## [Requirement]
Each line of the data needs to be transcribed exactly.

(Available data begins)

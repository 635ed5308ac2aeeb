use crate::controller::SessionError;
use crate::editor::ToolError;
use crate::export::ExportError;
use crate::overlay::HostError;
use crate::state::StateError;
use crate::storage::StorageError;
use thiserror::Error;

pub type AppResult<T> = std::result::Result<T, AppError>;

#[derive(Debug, Error)]
pub enum AppError {
    #[error(transparent)]
    State(#[from] StateError),
    #[error(transparent)]
    Session(#[from] SessionError),
    #[error(transparent)]
    Tool(#[from] ToolError),
    #[error(transparent)]
    Export(#[from] ExportError),
    #[error(transparent)]
    Storage(#[from] StorageError),
    #[error(transparent)]
    Host(#[from] HostError),
}
use serde::{Deserialize, Serialize};

use crate::editor::{Canvas, ImageBounds, ToolObject};

pub const CANVAS_DATA_VERSION: u32 = 1;

/// Portable snapshot of the drawn object graph. Object coordinates are in
/// display pixels; `scale` maps them back onto the original screenshot.
#[derive(Debug, Clone, PartialEq, Serialize, Deserialize)]
#[serde(rename_all = "camelCase")]
pub struct CanvasData {
    pub version: u32,
    pub width: u32,
    pub height: u32,
    pub original_width: u32,
    pub original_height: u32,
    pub scale: f64,
    pub objects: Vec<ToolObject>,
}

impl CanvasData {
    pub fn capture(canvas: &Canvas, original: ImageBounds, scale: f64) -> Self {
        let display = canvas.display();
        Self {
            version: CANVAS_DATA_VERSION,
            width: display.width,
            height: display.height,
            original_width: original.width,
            original_height: original.height,
            scale,
            objects: canvas.objects().to_vec(),
        }
    }
}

(Available data ends)

## [Answer box]
repository 635ed5308ac2aeeb
use crate::controller::SessionError;
use crate::editor::ToolError;
use crate::export::ExportError;
use crate::overlay::HostError;
use crate::state::StateError;
use crate::storage::StorageError;
use thiserror::Error;

pub type AppResult<T> = std::result::Result<T, AppError>;

#[derive(Debug, Error)]
pub enum AppError {
    #[error(transparent)]
    State(#[from] StateError),
    #[error(transparent)]
    Session(#[from] SessionError),
    #[error(transparent)]
    Tool(#[from] ToolError),
    #[error(transparent)]
    Export(#[from] ExportError),
    #[error(transparent)]
    Storage(#[from] StorageError),
    #[error(transparent)]
    Host(#[from] HostError),
}
use serde::{Deserialize, Serialize};

use crate::editor::{Canvas, ImageBounds, ToolObject};

pub const CANVAS_DATA_VERSION: u32 = 1;

/// Portable snapshot of the drawn object graph. Object coordinates are in
/// display pixels; `scale` maps them back onto the original screenshot.
#[derive(Debug, Clone, PartialEq, Serialize, Deserialize)]
#[serde(rename_all = "camelCase")]
pub struct CanvasData {
    pub version: u32,
    pub width: u32,
    pub height: u32,
    pub original_width: u32,
    pub original_height: u32,
    pub scale: f64,
    pub objects: Vec<ToolObject>,
}

impl CanvasData {
    pub fn capture(canvas: &Canvas, original: ImageBounds, scale: f64) -> Self {
        let display = canvas.display();
        Self {
            version: CANVAS_DATA_VERSION,
            width: display.width,
            height: display.height,
            original_width: original.width,
            original_height: original.height,
            scale,
            objects: canvas.objects().to_vec(),
        }
    }
}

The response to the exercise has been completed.